=== What you need to do ===
Given the entries that follow, write out exactly the lines starting at the one containing "ids.push(id);" and ending at the one containing "let mut all", both ends included, and only those.

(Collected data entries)
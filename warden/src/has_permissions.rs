use tokio::sync::RwLock;
use warden_core::{EntityId, Holder, PermissionError};
use warden_data::{DataError, Permission, Role};

use crate::engine::Warden;
use crate::reference::PermissionRef;
use crate::subject::Authorizable;

/// Permission operations for one holder: a subject or a role.
///
/// Built by [`Warden::permissions_of`] or [`Warden::role_permissions`].
/// Every grant, revoke, and sync invalidates the registrar cache, even when
/// the store write fails.
///
/// The holder's direct permission ids and held role ids are loaded once per
/// handle and reused by later checks. Writes through this handle reload them;
/// writes made elsewhere are seen by a fresh handle.
pub struct HasPermissions {
    warden: Warden,
    holder: Holder,
    guard_names: Vec<String>,
    default_guard: String,
    direct: RwLock<Option<Vec<EntityId>>>,
    held_roles: RwLock<Option<Vec<EntityId>>>,
}

impl HasPermissions {
    pub(crate) fn for_subject<S: Authorizable + ?Sized>(warden: Warden, subject: &S) -> Self {
        let guard_names = warden.guards().names_for(subject);
        let default_guard = warden.guards().default_name_for(subject);
        Self {
            holder: Holder::Subject(subject.subject_key()),
            warden,
            guard_names,
            default_guard,
            direct: RwLock::new(None),
            held_roles: RwLock::new(None),
        }
    }

    pub(crate) fn for_role(warden: Warden, role: &Role) -> Self {
        Self {
            warden,
            holder: Holder::role(role.id),
            guard_names: vec![role.guard_name.clone()],
            default_guard: role.guard_name.clone(),
            direct: RwLock::new(None),
            held_roles: RwLock::new(None),
        }
    }

    pub fn holder(&self) -> &Holder {
        &self.holder
    }

    pub fn guard_names(&self) -> &[String] {
        &self.guard_names
    }

    pub fn default_guard(&self) -> &str {
        &self.default_guard
    }

    fn is_role(&self) -> bool {
        matches!(self.holder, Holder::Role { .. })
    }

    async fn resolve(&self, reference: PermissionRef, guard_name: &str) -> Result<Permission, PermissionError> {
        let snapshot = self.warden.registrar().register_permissions().await?;
        self.warden
            .permissions()
            .resolve_in(&snapshot, reference, guard_name)
    }

    async fn resolve_all(&self, references: Vec<PermissionRef>) -> Result<Vec<Permission>, PermissionError> {
        let snapshot = self.warden.registrar().register_permissions().await?;
        let permissions = self.warden.permissions();
        references
            .into_iter()
            .map(|r| permissions.resolve_in(&snapshot, r, &self.default_guard))
            .collect()
    }

    fn ensure_shares_guard(&self, permission: &Permission) -> Result<(), PermissionError> {
        if self.guard_names.contains(&permission.guard_name) {
            return Ok(());
        }
        Err(PermissionError::GuardDoesNotMatch {
            expected: self.guard_names.clone(),
            given: permission.guard_name.clone(),
        })
    }

    async fn direct_ids(&self) -> Result<Vec<EntityId>, PermissionError> {
        if let Some(ids) = self.direct.read().await.as_ref() {
            return Ok(ids.clone());
        }
        let ids = self.warden.store().permission_ids_of(&self.holder).await?;
        *self.direct.write().await = Some(ids.clone());
        Ok(ids)
    }

    async fn held_role_ids(&self) -> Result<Vec<EntityId>, PermissionError> {
        let Holder::Subject(subject) = &self.holder else {
            return Ok(Vec::new());
        };
        if let Some(ids) = self.held_roles.read().await.as_ref() {
            return Ok(ids.clone());
        }
        let ids = self.warden.store().role_ids_of(subject).await?;
        *self.held_roles.write().await = Some(ids.clone());
        Ok(ids)
    }

    async fn unload_direct(&self) {
        *self.direct.write().await = None;
    }

    /// The holder's direct permissions, in grant order.
    pub async fn permissions(&self) -> Result<Vec<Permission>, PermissionError> {
        let ids = self.direct_ids().await?;
        if ids.is_empty() {
            return Ok(Vec::new());
        }
        let mut permissions = self.warden.store().find_permissions_by_ids(&ids).await?;
        permissions.sort_by_key(|p| ids.iter().position(|id| *id == p.id));
        Ok(permissions)
    }

    /// Alias of [`permissions`](Self::permissions).
    pub async fn get_direct_permissions(&self) -> Result<Vec<Permission>, PermissionError> {
        self.permissions().await
    }

    /// Grant permissions. All of them are resolved and guard-checked before
    /// any is written; already granted ones are skipped.
    pub async fn give_permission_to<I, P>(&self, permissions: I) -> Result<&Self, PermissionError>
    where
        I: IntoIterator<Item = P>,
        P: Into<PermissionRef>,
    {
        let references: Vec<PermissionRef> = permissions.into_iter().map(Into::into).collect();
        let resolved = self.resolve_all(references).await?;
        for permission in &resolved {
            self.ensure_shares_guard(permission)?;
        }
        let ids: Vec<EntityId> = resolved.iter().map(|p| p.id).collect();

        let attached = self.warden.store().attach_permissions(&self.holder, &ids).await;
        self.unload_direct().await;
        self.warden.registrar().forget_cached_permissions().await;
        attached?;

        tracing::debug!(holder = %self.holder, count = ids.len(), "permissions granted");
        Ok(self)
    }

    /// Replace the direct permissions with exactly the given set.
    pub async fn sync_permissions<I, P>(&self, permissions: I) -> Result<&Self, PermissionError>
    where
        I: IntoIterator<Item = P>,
        P: Into<PermissionRef>,
    {
        let references: Vec<PermissionRef> = permissions.into_iter().map(Into::into).collect();
        let resolved = self.resolve_all(references).await?;
        for permission in &resolved {
            self.ensure_shares_guard(permission)?;
        }
        let ids: Vec<EntityId> = resolved.iter().map(|p| p.id).collect();

        let store = self.warden.store();
        let synced: Result<(), DataError> = async {
            store.detach_all_permissions(&self.holder).await?;
            if ids.is_empty() {
                return Ok(());
            }
            store.attach_permissions(&self.holder, &ids).await
        }
        .await;
        self.unload_direct().await;
        self.warden.registrar().forget_cached_permissions().await;
        synced?;

        tracing::debug!(holder = %self.holder, count = ids.len(), "permissions synced");
        Ok(self)
    }

    /// Revoke permissions. Ones not held are ignored.
    pub async fn revoke_permission_to<I, P>(&self, permissions: I) -> Result<&Self, PermissionError>
    where
        I: IntoIterator<Item = P>,
        P: Into<PermissionRef>,
    {
        let references: Vec<PermissionRef> = permissions.into_iter().map(Into::into).collect();
        let resolved = self.resolve_all(references).await?;
        let ids: Vec<EntityId> = resolved.iter().map(|p| p.id).collect();

        let detached = self.warden.store().detach_permissions(&self.holder, &ids).await;
        self.unload_direct().await;
        self.warden.registrar().forget_cached_permissions().await;
        detached?;

        tracing::debug!(holder = %self.holder, count = ids.len(), "permissions revoked");
        Ok(self)
    }

    /// Remove every direct permission. Call before deleting the holder.
    pub async fn detach_all(&self) -> Result<(), PermissionError> {
        let detached = self.warden.store().detach_all_permissions(&self.holder).await;
        self.unload_direct().await;
        self.warden.registrar().forget_cached_permissions().await;
        detached?;
        Ok(())
    }

    /// Whether the holder may perform `permission`, resolved under its default guard.
    ///
    /// Subjects: a direct grant, or else a role owning the permission.
    /// Roles: a direct grant only. A permission from a guard the holder does
    /// not belong to is [`PermissionError::GuardDoesNotMatch`].
    pub async fn has_permission_to(&self, permission: impl Into<PermissionRef>) -> Result<bool, PermissionError> {
        self.check(permission.into(), &self.default_guard).await
    }

    /// Like [`has_permission_to`](Self::has_permission_to), resolving names under `guard_name`.
    pub async fn has_permission_to_in_guard(
        &self,
        permission: impl Into<PermissionRef>,
        guard_name: &str,
    ) -> Result<bool, PermissionError> {
        self.check(permission.into(), guard_name).await
    }

    async fn check(&self, reference: PermissionRef, guard_name: &str) -> Result<bool, PermissionError> {
        let permission = self.resolve(reference, guard_name).await?;
        self.ensure_shares_guard(&permission)?;

        let allowed = self.direct_ids().await?.contains(&permission.id)
            || self.via_role(&permission).await?;
        tracing::trace!(
            holder = %self.holder,
            permission = %permission.name,
            guard = %permission.guard_name,
            allowed,
            "authorization decision"
        );
        Ok(allowed)
    }

    pub async fn has_direct_permission(&self, permission: impl Into<PermissionRef>) -> Result<bool, PermissionError> {
        let permission = self.resolve(permission.into(), &self.default_guard).await?;
        self.ensure_shares_guard(&permission)?;
        Ok(self.direct_ids().await?.contains(&permission.id))
    }

    pub async fn has_permission_via_role(&self, permission: impl Into<PermissionRef>) -> Result<bool, PermissionError> {
        let permission = self.resolve(permission.into(), &self.default_guard).await?;
        self.ensure_shares_guard(&permission)?;
        self.via_role(&permission).await
    }

    async fn via_role(&self, permission: &Permission) -> Result<bool, PermissionError> {
        if self.is_role() {
            return Ok(false);
        }
        let owners = self
            .warden
            .registrar()
            .register_permissions()
            .await?
            .role_ids_with_permission(permission.id);
        if owners.is_empty() {
            return Ok(false);
        }
        let held = self.held_role_ids().await?;
        Ok(held.iter().any(|id| owners.contains(id)))
    }

    /// True on the first permission held, in input order.
    pub async fn has_any_permission<I, P>(&self, permissions: I) -> Result<bool, PermissionError>
    where
        I: IntoIterator<Item = P>,
        P: Into<PermissionRef>,
    {
        let references: Vec<PermissionRef> = permissions.into_iter().map(Into::into).collect();
        for reference in references {
            if self.has_permission_to(reference).await? {
                return Ok(true);
            }
        }
        Ok(false)
    }

    /// False on the first permission not held, in input order.
    pub async fn has_all_permissions<I, P>(&self, permissions: I) -> Result<bool, PermissionError>
    where
        I: IntoIterator<Item = P>,
        P: Into<PermissionRef>,
    {
        let references: Vec<PermissionRef> = permissions.into_iter().map(Into::into).collect();
        for reference in references {
            if !self.has_permission_to(reference).await? {
                return Ok(false);
            }
        }
        Ok(true)
    }

    /// Permissions held through roles, deduplicated and sorted by name.
    pub async fn get_permissions_via_roles(&self) -> Result<Vec<Permission>, PermissionError> {
        let store = self.warden.store();
        let role_ids = self.held_role_ids().await?;
        if role_ids.is_empty() {
            return Ok(Vec::new());
        }

        let mut ids: Vec<EntityId> = Vec::new();
        for entry in store.load_roles_with_permissions(&role_ids).await? {
            for id in entry.permission_ids {
                if !ids.contains(&id) {
                    ids.push(id);
                }
            }
        }
        if ids.is_empty() {
            return Ok(Vec::new());
        }
        let mut permissions = store.find_permissions_by_ids(&ids).await?;
        sort_by_name(&mut permissions);
        Ok(permissions)
    }

    /// Direct permissions plus those held through roles, deduplicated and
    /// sorted by name.
    pub async fn get_all_permissions(&self) -> Result<Vec<Permission>, PermissionError> {
        let mut all = self.permissions().await?;
        for permission in self.get_permissions_via_roles().await? {
            if !all.iter().any(|p| p.id == permission.id) {
                all.push(permission);
            }
        }
        sort_by_name(&mut all);
        Ok(all)
    }

    /// Names of [`get_all_permissions`](Self::get_all_permissions).
    pub async fn get_permission_names(&self) -> Result<Vec<String>, PermissionError> {
        Ok(self
            .get_all_permissions()
            .await?
            .into_iter()
            .map(|p| p.name)
            .collect())
    }
}

fn sort_by_name(permissions: &mut [Permission]) {
    permissions.sort_by(|a, b| a.name.cmp(&b.name).then_with(|| a.guard_name.cmp(&b.guard_name)));
}

impl std::fmt::Debug for HasPermissions {
    fn fmt(&self, f: &mut std::fmt::Formatter<'_>) -> std::fmt::Result {
        f.debug_struct("HasPermissions")
            .field("holder", &self.holder)
            .field("guard_names", &self.guard_names)
            .field("default_guard", &self.default_guard)
            .finish_non_exhaustive()
    }
}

=== The completed task ===
                    ids.push(id);
                }
            }
        }
        if ids.is_empty() {
            return Ok(Vec::new());
        }
        let mut permissions = store.find_permissions_by_ids(&ids).await?;
        sort_by_name(&mut permissions);
        Ok(permissions)
    }

    /// Direct permissions plus those held through roles, deduplicated and
    /// sorted by name.
    pub async fn get_all_permissions(&self) -> Result<Vec<Permission>, PermissionError> {
        let mut all = self.permissions().await?;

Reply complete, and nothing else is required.